‘No Refusal’ Blood Test Checkpoint Program Continues To Expand Nationwide

Wyoming latest state to introduce legislation mandating driver compliance

Steve Watson
Prison Planet

Wyoming will become the latest in a string of states to mandate drivers to submit to blood tests at DUI checkpoints if a new bill is passed via the Legislature.

The bill, which would see any driver suspected of driving under the influence of drugs or alcohol lose their right to refuse any chemical tests for alcohol, was cleared by The House Judiciary Committee yesterday to move forward for debate.

If successful, the bill would overturn a 50-year-old implied consent law, which allows drivers to say no to blood or urine tests.

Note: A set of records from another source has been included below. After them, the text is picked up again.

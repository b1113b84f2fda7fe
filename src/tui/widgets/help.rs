use ratatui::Frame;
use ratatui::layout::{Alignment, Constraint, Flex, Layout, Rect};
use ratatui::style::Style;
use ratatui::widgets::{Block, Borders, Clear, Paragraph};

use crate::config::Config;
use crate::tui::widgets::color::parse_color;
use crate::utils::format_key_binding_for_display as fmt_key;

pub fn render_help(f: &mut Frame, area: Rect, config: &Config) {
    let active_theme = config.get_active_theme();
    let fg_color = parse_color(&active_theme.fg);
    let bg_color = parse_color(&active_theme.bg);

    // Centered popup (60% width, 70% height)
    let popup_area = popup_area(area, 60, 70);

    // Clear the background first so content does not show through
    f.render_widget(Clear, popup_area);

    let help_text = build_help_text(config);

    let paragraph = Paragraph::new(help_text)
        .block(
            Block::default()
                .borders(Borders::ALL)
                .title("Help - Key Bindings")
                .title_alignment(Alignment::Center)
                .style(Style::default().fg(fg_color).bg(bg_color)),
        )
        .style(Style::default().fg(fg_color).bg(bg_color))
        .wrap(ratatui::widgets::Wrap { trim: true });

    f.render_widget(paragraph, popup_area);
}

/// Centered rect taking a percentage of the available area.
/// Based on the ratatui popup example.
fn popup_area(area: Rect, percent_x: u16, percent_y: u16) -> Rect {
    let vertical = Layout::vertical([Constraint::Percentage(percent_y)]).flex(Flex::Center);
    let horizontal = Layout::horizontal([Constraint::Percentage(percent_x)]).flex(Flex::Center);
    let [area] = vertical.areas(area);
    let [area] = horizontal.areas(area);
    area
}

fn build_help_text(config: &Config) -> String {
    let kb = &config.key_bindings;
    let mut text = String::new();

    text.push_str("Navigation:\n");
    text.push_str(&format!(
        "  {} / {}: Move selection up/down\n",
        fmt_key(&kb.list_up),
        fmt_key(&kb.list_down)
    ));
    text.push_str("  PageUp/PageDown: Scroll detail view\n");
    text.push_str(&format!("  {}: Toggle sidebar\n", fmt_key(&kb.toggle_sidebar)));
    text.push('\n');

    text.push_str("Records:\n");
    text.push_str(&format!("  {}: New problem\n", fmt_key(&kb.new)));
    text.push_str(&format!("  {}: Edit selected problem\n", fmt_key(&kb.edit)));
    text.push_str(&format!("  {}: Delete selected problem\n", fmt_key(&kb.delete)));
    text.push_str(&format!(
        "  {}: Fetch details from the problem database\n",
        fmt_key(&kb.enrich)
    ));
    text.push_str(&format!("  {}: Copy solution code\n", fmt_key(&kb.yank_code)));
    text.push_str(&format!("  {}: Copy problem URL\n", fmt_key(&kb.yank_url)));
    text.push('\n');

    text.push_str("Find:\n");
    text.push_str(&format!("  {}: Incremental search\n", fmt_key(&kb.search)));
    text.push_str(&format!("  {}: Difficulty/tag filters\n", fmt_key(&kb.filter)));
    text.push('\n');

    text.push_str("Editor Mode:\n");
    text.push_str(&format!("  {}: Save\n", fmt_key(&kb.save)));
    text.push_str("  Tab / Shift+Tab: Next / previous field\n");
    text.push_str("  Tab (in code field): Insert 4 spaces\n");
    text.push_str("  ↑/↓ (with suggestions open): Choose suggestion, Enter applies\n");
    text.push_str(&format!(
        "  {} / {}: Word navigation\n",
        fmt_key(&kb.word_left),
        fmt_key(&kb.word_right)
    ));
    text.push_str(&format!(
        "  {} / {}: Resize Description/Notes field\n",
        fmt_key(&kb.field_shrink),
        fmt_key(&kb.field_grow)
    ));
    text.push_str("  Esc: Dismiss suggestions, then cancel edit\n");
    text.push('\n');

    text.push_str("General:\n");
    text.push_str(&format!("  {}: Quit\n", fmt_key(&kb.quit)));
    text.push_str(&format!("  {}: Show/hide help\n", fmt_key(&kb.help)));

    text
}
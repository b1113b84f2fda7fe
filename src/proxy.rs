use std::collections::HashMap;
use std::net::SocketAddr;

use axum::Router;
use axum::extract::{Path, Query, State};
use axum::http::{StatusCode, header};
use axum::response::{IntoResponse, Response};
use axum::routing::get;
use serde::Serialize;
use serde_json::json;
use tower_http::trace::TraceLayer;
use tracing_subscriber::{layer::SubscriberExt, util::SubscriberInitExt};

use crate::remote::{RemoteClient, Upstream};

/// Install the tracing subscriber for server mode. The TUI never calls
/// this — it owns the terminal and reports through the status bar instead.
pub fn init_tracing() {
    tracing_subscriber::registry()
        .with(
            tracing_subscriber::EnvFilter::try_from_default_env()
                .unwrap_or_else(|_| "leettrack=debug,tower_http=debug".into()),
        )
        .with(tracing_subscriber::fmt::layer())
        .init();
}

/// Build the proxy router. Exposed separately from [`serve`] so tests can
/// drive it without binding a socket.
pub fn router(client: RemoteClient) -> Router {
    Router::new()
        .route("/health", get(health))
        .route("/api/daily", get(daily))
        .route("/api/problem/{slug}", get(problem))
        .route("/api/random", get(random))
        .route("/api/search", get(search))
        .layer(TraceLayer::new_for_http())
        .with_state(client)
}

/// Bind and serve until the process is stopped.
pub async fn serve(client: RemoteClient, addr: SocketAddr) -> std::io::Result<()> {
    tracing::info!("proxy listening on {addr}, forwarding to {}", client.base_url());
    let app = router(client);
    let listener = tokio::net::TcpListener::bind(addr).await?;
    axum::serve(listener, app).await
}

#[derive(Serialize)]
struct HealthResponse {
    status: &'static str,
    version: &'static str,
}

async fn health() -> axum::Json<HealthResponse> {
    axum::Json(HealthResponse {
        status: "ok",
        version: env!("CARGO_PKG_VERSION"),
    })
}

async fn daily(State(client): State<RemoteClient>) -> Response {
    relay(client.forward("/daily").await, "Failed to fetch daily challenge")
}

async fn random(State(client): State<RemoteClient>) -> Response {
    relay(client.forward("/random").await, "Failed to fetch random problem")
}

async fn problem(State(client): State<RemoteClient>, Path(slug): Path<String>) -> Response {
    let path = format!("/problem/{}", crate::remote::urlencode(&slug));
    relay(client.forward(&path).await, "Failed to fetch problem")
}

async fn search(
    State(client): State<RemoteClient>,
    Query(params): Query<HashMap<String, String>>,
) -> Response {
    let query = params.get("query").map(String::as_str).unwrap_or("");
    if query.is_empty() {
        return (
            StatusCode::BAD_REQUEST,
            axum::Json(json!({ "error": "query parameter required" })),
        )
            .into_response();
    }

    let path = format!("/search?query={}", crate::remote::urlencode(query));
    relay(client.forward(&path).await, "Search failed")
}

/// Relay an upstream result: verbatim JSON body on success, `{error}` with
/// the propagated status on upstream failure, 500 on transport failure.
fn relay(result: Result<Upstream, reqwest::Error>, message: &str) -> Response {
    match result {
        Ok(upstream) if upstream.status.is_success() => (
            upstream.status,
            [(header::CONTENT_TYPE, "application/json")],
            upstream.body,
        )
            .into_response(),
        Ok(upstream) => {
            tracing::warn!(status = %upstream.status, "upstream returned an error");
            (upstream.status, axum::Json(json!({ "error": message }))).into_response()
        }
        Err(e) => {
            tracing::error!(error = %e, "error proxying request");
            (
                StatusCode::INTERNAL_SERVER_ERROR,
                axum::Json(json!({ "error": message })),
            )
                .into_response()
        }
    }
}
#[cfg(test)]
mod tests {
    use super::*;

    #[test]
    fn enrich_identifier_prefers_url_slug() {
        let mut p = Problem::new("Two Sum".to_string(), Difficulty::Easy);
        p.url = "https://leetcode.com/problems/two-sum/".to_string();
        p.number = Some("1".to_string());
        assert_eq!(enrich_identifier(&p), "two-sum");

        p.url.clear();
        assert_eq!(enrich_identifier(&p), "1");

        p.number = None;
        assert_eq!(enrich_identifier(&p), "two-sum");
    }

    #[test]
    fn form_round_trips_a_problem() {
        let mut original = Problem::new("LRU Cache".to_string(), Difficulty::Medium);
        original.number = Some("146".to_string());
        original.url = "https://leetcode.com/problems/lru-cache/".to_string();
        original.tags = vec!["Design".to_string(), "Hash Table".to_string()];
        original.description = "Design an LRU cache.".to_string();
        original.notes = Some("hash map + DLL".to_string());
        original.code = "class LRUCache:\n    pass".to_string();

        let form = ProblemForm::from_problem(&original);
        let rebuilt = form.to_problem();

        assert_eq!(rebuilt.id, original.id);
        assert_eq!(rebuilt.title, original.title);
        assert_eq!(rebuilt.difficulty, original.difficulty);
        assert_eq!(rebuilt.number, original.number);
        assert_eq!(rebuilt.tags, original.tags);
        assert_eq!(rebuilt.description, original.description);
        assert_eq!(rebuilt.notes, original.notes);
        assert_eq!(rebuilt.code, original.code);
        assert_eq!(rebuilt.date_added, original.date_added);
        assert!(rebuilt.date_edited >= rebuilt.date_added);
    }

    #[test]
    fn empty_title_saves_as_untitled() {
        let form = ProblemForm::new();
        let problem = form.to_problem();
        assert_eq!(problem.title, "Untitled");
        assert_eq!(problem.difficulty, Difficulty::Easy);
    }

    #[test]
    fn resize_clamps_field_heights() {
        let mut form = ProblemForm::new();
        form.current_field = FormField::Description;
        for _ in 0..100 {
            form.resize_active_field(1);
        }
        assert_eq!(form.description_height, MAX_FIELD_HEIGHT);
        for _ in 0..100 {
            form.resize_active_field(-1);
        }
        assert_eq!(form.description_height, MIN_FIELD_HEIGHT);
    }
}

While police representatives endorsed the bill, defense lawyer Robert Moxley argued against the legislation, noting that it was unnecessary for any competent prosecutor to rely on test results in cases where a driver is really impaired from operating a vehicle.

“I think this is a Draconian solution to a nonexistent or minimum problem,” Moxley said, adding that the legislation is unconstitutional.

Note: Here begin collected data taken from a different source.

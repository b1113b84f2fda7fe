use ratatui::style::Color;

/// Parse a color string into a ratatui Color.
/// Supports named colors (black, red, green, yellow, blue, magenta, cyan,
/// white, gray/grey and the light/dark variants) and hex (#RRGGBB or #RGB).
/// Unrecognized strings fall back to white.
pub fn parse_color(color_str: &str) -> Color {
    let s = color_str.trim().to_lowercase();

    match s.as_str() {
        "black" => Color::Black,
        "red" => Color::Red,
        "green" => Color::Green,
        "yellow" => Color::Yellow,
        "blue" => Color::Blue,
        "magenta" => Color::Magenta,
        "cyan" => Color::Cyan,
        "white" => Color::White,
        "gray" | "grey" => Color::Gray,
        "darkgray" | "darkgrey" => Color::DarkGray,
        "lightred" => Color::LightRed,
        "lightgreen" => Color::LightGreen,
        "lightyellow" => Color::LightYellow,
        "lightblue" => Color::LightBlue,
        "lightmagenta" => Color::LightMagenta,
        "lightcyan" => Color::LightCyan,
        "lightgray" | "lightgrey" => Color::Gray, // LightGray not available, use Gray
        _ => {
            if s.starts_with('#') {
                if let Some(color) = parse_hex_color(&s) {
                    return color;
                }
            }
            Color::White
        }
    }
}

/// Parse hex color format (#RRGGBB or #RGB)
fn parse_hex_color(s: &str) -> Option<Color> {
    let hex = s.trim_start_matches('#');

    if hex.len() == 6 {
        if let (Ok(r), Ok(g), Ok(b)) = (
            u8::from_str_radix(&hex[0..2], 16),
            u8::from_str_radix(&hex[2..4], 16),
            u8::from_str_radix(&hex[4..6], 16),
        ) {
            return Some(Color::Rgb(r, g, b));
        }
    } else if hex.len() == 3 {
        // Short form: #RGB -> #RRGGBB
        let r = u8::from_str_radix(&hex[0..1], 16).ok()?;
        let g = u8::from_str_radix(&hex[1..2], 16).ok()?;
        let b = u8::from_str_radix(&hex[2..3], 16).ok()?;
        return Some(Color::Rgb((r << 4) | r, (g << 4) | g, (b << 4) | b));
    }

    None
}

/// Format a Color back to string for display
pub fn format_color_for_display(color: &Color) -> String {
    match color {
        Color::Black => "black".to_string(),
        Color::Red => "red".to_string(),
        Color::Green => "green".to_string(),
        Color::Yellow => "yellow".to_string(),
        Color::Blue => "blue".to_string(),
        Color::Magenta => "magenta".to_string(),
        Color::Cyan => "cyan".to_string(),
        Color::White => "white".to_string(),
        Color::Gray => "gray".to_string(),
        Color::DarkGray => "darkgray".to_string(),
        Color::LightRed => "lightred".to_string(),
        Color::LightGreen => "lightgreen".to_string(),
        Color::LightYellow => "lightyellow".to_string(),
        Color::LightBlue => "lightblue".to_string(),
        Color::LightMagenta => "lightmagenta".to_string(),
        Color::LightCyan => "lightcyan".to_string(),
        Color::Rgb(r, g, b) => format!("#{:02X}{:02X}{:02X}", r, g, b),
        Color::Indexed(_) => "indexed".to_string(),
        Color::Reset => "reset".to_string(),
    }
}

/// Relative luminance (WCAG formula), 0.0 dark to 1.0 light.
fn calculate_luminance(r: u8, g: u8, b: u8) -> f64 {
    let channel = |v: u8| {
        let v = v as f64 / 255.0;
        if v <= 0.03928 {
            v / 12.92
        } else {
            ((v + 0.055) / 1.055).powf(2.4)
        }
    };
    0.2126 * channel(r) + 0.7152 * channel(g) + 0.0722 * channel(b)
}

/// Named colors that need light text on top of them.
/// Gray is typically rendered light in terminals, so it is treated as light.
fn is_dark_color(color: Color) -> bool {
    matches!(color, Color::Black | Color::Blue | Color::Magenta | Color::Red)
}

/// Foreground color with readable contrast against the given background:
/// black on light backgrounds, white on dark ones. Uses luminance for RGB
/// colors and a heuristic for named terminal colors.
pub fn get_contrast_text_color(background: Color) -> Color {
    if let Color::Rgb(r, g, b) = background {
        if calculate_luminance(r, g, b) < 0.5 {
            Color::White
        } else {
            Color::Black
        }
    } else if is_dark_color(background) {
        Color::White
    } else {
        Color::Black
    }
}

#[cfg(test)]
mod tests {
    use super::*;

    #[test]
    fn parses_named_and_hex_colors() {
        assert_eq!(parse_color("green"), Color::Green);
        assert_eq!(parse_color("  Grey "), Color::Gray);
        assert_eq!(parse_color("#ff0000"), Color::Rgb(255, 0, 0));
        assert_eq!(parse_color("#f00"), Color::Rgb(255, 0, 0));
        assert_eq!(parse_color("not-a-color"), Color::White);
    }

    #[test]
    fn contrast_picks_readable_text() {
        assert_eq!(get_contrast_text_color(Color::Black), Color::White);
        assert_eq!(get_contrast_text_color(Color::Yellow), Color::Black);
        assert_eq!(get_contrast_text_color(Color::Rgb(10, 10, 10)), Color::White);
        assert_eq!(get_contrast_text_color(Color::Rgb(240, 240, 240)), Color::Black);
    }
}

“The question is if government should subject people to battery,” he said. “You can’t make people blow into a breath system.”

In questions over the proposed law, the Judiciary Committee chairman mulled whether the proposed law could be abused by law enforcement, and expressed concern that forced blood draws from uncooperative drivers could endanger both the driver and the person taking the blood.

Nevertheless, the legislation, sponsored by Jackson Republican Rep. Keith Gingery, was endorsed by the committee in a 5-4 vote.